[[ Extracted data, beginning ]]

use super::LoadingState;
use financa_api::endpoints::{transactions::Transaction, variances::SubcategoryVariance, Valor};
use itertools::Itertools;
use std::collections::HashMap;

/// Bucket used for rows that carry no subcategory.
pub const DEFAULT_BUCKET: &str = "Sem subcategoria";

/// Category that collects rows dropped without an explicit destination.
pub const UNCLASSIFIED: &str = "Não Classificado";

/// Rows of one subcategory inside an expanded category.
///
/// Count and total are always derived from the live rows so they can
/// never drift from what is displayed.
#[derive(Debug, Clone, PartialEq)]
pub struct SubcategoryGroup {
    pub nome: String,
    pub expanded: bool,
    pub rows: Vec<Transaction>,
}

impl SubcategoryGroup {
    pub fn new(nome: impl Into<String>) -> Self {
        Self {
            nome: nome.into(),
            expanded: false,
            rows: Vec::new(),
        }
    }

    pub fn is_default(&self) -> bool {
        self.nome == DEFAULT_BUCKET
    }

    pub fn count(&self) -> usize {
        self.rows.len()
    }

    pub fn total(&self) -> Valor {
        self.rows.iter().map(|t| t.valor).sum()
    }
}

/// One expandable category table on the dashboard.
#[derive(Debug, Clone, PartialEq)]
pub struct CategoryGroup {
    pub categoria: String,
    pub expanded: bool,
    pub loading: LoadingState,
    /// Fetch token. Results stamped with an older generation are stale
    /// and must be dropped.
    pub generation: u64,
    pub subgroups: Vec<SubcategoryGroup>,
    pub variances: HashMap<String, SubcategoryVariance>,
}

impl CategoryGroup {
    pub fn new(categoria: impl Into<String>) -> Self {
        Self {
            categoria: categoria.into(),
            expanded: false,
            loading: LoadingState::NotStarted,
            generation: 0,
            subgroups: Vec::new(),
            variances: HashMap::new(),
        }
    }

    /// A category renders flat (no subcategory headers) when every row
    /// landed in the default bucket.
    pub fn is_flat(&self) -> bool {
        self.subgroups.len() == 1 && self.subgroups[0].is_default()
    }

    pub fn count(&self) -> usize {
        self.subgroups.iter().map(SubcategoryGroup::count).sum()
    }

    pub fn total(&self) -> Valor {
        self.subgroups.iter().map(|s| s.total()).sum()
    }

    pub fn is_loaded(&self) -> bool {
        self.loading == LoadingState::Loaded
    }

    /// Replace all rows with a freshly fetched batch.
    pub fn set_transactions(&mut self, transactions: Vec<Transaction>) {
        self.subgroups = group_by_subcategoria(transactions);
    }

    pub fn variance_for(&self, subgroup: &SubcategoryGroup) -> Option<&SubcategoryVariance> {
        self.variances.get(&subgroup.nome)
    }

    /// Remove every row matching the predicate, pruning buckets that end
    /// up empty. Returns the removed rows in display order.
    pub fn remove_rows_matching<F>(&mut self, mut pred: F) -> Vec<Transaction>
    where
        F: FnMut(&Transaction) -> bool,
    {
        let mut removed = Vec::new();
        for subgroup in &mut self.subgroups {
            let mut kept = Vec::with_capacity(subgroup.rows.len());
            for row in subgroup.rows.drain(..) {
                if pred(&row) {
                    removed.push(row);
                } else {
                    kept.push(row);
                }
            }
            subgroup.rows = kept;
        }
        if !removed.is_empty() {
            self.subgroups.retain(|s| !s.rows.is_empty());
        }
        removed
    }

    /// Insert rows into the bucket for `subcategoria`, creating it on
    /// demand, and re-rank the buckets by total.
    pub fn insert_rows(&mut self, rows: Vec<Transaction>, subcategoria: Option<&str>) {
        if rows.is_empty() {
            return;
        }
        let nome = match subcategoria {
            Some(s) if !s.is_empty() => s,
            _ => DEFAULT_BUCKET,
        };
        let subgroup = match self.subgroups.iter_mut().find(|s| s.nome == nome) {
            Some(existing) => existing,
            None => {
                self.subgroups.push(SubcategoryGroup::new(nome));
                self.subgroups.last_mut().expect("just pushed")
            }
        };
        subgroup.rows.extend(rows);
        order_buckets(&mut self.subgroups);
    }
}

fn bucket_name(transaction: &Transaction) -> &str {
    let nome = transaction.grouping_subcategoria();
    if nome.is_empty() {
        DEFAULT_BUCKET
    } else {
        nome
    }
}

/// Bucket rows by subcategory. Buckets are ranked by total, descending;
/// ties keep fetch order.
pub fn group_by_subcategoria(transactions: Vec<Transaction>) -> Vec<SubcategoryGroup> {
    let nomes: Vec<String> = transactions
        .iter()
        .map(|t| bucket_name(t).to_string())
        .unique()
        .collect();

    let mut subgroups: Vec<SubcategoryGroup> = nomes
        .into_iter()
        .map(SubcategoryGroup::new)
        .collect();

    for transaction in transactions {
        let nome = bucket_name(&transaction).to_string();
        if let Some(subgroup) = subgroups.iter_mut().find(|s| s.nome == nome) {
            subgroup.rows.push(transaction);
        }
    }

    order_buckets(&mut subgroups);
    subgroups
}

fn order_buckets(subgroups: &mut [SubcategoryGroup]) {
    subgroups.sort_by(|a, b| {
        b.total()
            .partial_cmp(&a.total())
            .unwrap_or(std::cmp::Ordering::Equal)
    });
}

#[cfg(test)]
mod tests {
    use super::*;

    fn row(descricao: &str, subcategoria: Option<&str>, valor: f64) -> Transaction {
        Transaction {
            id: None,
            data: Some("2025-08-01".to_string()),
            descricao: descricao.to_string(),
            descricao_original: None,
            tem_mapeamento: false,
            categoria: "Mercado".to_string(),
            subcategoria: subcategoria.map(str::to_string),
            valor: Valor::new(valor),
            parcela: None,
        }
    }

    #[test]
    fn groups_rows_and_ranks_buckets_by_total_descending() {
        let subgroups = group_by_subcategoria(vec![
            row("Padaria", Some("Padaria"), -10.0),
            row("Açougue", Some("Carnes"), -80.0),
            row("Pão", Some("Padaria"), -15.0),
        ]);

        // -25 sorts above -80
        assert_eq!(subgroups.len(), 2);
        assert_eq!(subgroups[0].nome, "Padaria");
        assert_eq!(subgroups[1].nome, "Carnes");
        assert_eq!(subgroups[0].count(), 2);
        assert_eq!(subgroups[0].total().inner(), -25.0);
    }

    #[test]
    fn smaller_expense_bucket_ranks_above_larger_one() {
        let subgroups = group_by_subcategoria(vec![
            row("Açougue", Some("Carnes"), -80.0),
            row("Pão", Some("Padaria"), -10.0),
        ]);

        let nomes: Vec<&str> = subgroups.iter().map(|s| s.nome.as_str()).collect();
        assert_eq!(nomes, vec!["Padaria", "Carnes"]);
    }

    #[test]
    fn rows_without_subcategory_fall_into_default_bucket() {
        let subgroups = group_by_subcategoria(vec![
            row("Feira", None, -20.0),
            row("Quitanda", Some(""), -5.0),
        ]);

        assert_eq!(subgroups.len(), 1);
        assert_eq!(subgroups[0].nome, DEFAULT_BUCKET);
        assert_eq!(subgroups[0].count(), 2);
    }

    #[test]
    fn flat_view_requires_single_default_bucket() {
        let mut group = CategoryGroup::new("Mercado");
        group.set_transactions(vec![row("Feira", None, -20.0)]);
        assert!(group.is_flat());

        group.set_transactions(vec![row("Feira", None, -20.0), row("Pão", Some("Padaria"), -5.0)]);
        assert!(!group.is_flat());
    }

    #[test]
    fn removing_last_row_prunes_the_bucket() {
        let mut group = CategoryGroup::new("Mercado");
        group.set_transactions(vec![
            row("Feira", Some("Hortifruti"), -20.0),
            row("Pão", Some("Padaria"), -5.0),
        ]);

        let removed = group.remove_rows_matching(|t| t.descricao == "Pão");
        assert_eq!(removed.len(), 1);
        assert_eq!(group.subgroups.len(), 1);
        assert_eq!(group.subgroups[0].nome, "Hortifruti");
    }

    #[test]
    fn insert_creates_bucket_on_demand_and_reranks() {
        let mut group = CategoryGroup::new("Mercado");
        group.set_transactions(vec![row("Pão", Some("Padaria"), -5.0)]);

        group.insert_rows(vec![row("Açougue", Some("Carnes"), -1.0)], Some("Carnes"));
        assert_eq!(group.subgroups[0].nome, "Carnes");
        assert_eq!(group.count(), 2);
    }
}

[[ Extracted data, end ]]
[[ Extracted data, beginning ]]

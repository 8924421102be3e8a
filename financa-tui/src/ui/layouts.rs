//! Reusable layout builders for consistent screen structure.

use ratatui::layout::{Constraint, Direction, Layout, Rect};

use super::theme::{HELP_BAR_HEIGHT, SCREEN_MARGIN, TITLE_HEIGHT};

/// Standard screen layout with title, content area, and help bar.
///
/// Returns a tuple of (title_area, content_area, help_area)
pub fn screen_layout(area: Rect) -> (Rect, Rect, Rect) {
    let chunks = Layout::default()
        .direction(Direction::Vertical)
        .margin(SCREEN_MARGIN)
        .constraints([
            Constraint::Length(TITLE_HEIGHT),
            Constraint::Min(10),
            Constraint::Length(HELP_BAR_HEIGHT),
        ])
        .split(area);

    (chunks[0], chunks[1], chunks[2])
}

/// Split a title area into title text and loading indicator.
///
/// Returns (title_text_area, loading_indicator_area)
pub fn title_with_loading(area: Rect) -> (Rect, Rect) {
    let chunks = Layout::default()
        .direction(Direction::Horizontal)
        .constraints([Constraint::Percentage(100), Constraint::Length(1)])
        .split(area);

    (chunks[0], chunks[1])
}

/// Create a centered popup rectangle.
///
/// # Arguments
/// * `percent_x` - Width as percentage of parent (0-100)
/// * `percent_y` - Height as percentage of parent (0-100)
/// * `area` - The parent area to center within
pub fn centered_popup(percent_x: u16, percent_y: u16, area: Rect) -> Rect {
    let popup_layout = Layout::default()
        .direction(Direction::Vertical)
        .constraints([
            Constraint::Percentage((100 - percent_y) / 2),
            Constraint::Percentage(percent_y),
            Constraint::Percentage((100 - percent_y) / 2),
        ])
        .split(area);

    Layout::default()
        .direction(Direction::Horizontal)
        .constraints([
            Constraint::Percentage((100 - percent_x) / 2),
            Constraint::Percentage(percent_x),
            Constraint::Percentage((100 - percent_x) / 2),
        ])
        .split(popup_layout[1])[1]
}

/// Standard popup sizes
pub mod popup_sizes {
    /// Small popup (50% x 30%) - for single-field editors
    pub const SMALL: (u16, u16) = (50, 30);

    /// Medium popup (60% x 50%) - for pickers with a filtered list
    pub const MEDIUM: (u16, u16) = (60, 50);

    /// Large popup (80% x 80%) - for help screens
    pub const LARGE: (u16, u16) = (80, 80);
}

[[ Extracted data, end ]]
[[ Extracted data, beginning ]]

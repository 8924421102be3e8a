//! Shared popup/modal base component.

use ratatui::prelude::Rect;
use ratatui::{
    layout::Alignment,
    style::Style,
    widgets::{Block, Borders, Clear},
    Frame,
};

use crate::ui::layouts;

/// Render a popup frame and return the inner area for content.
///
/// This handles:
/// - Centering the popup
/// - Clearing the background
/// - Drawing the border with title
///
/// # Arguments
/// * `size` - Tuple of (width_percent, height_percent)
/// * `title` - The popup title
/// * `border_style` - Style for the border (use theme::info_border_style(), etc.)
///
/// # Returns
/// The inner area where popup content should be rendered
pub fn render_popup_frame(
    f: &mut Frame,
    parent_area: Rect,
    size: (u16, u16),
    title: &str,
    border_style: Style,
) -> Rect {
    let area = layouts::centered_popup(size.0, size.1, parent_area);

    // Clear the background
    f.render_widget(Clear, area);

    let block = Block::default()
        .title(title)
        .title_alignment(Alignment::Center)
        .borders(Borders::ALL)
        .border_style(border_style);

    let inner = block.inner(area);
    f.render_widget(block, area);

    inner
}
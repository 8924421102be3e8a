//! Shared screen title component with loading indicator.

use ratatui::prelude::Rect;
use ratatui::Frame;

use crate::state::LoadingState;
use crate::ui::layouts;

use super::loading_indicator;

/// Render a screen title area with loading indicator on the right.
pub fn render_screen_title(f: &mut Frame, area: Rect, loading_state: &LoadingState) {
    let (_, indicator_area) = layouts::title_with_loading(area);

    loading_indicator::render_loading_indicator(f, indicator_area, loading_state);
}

[[ Extracted data, end ]]

### Task prompt
State the number of lines in the entries above that contain the word "ratatui", and nothing more.

### Problem solution
5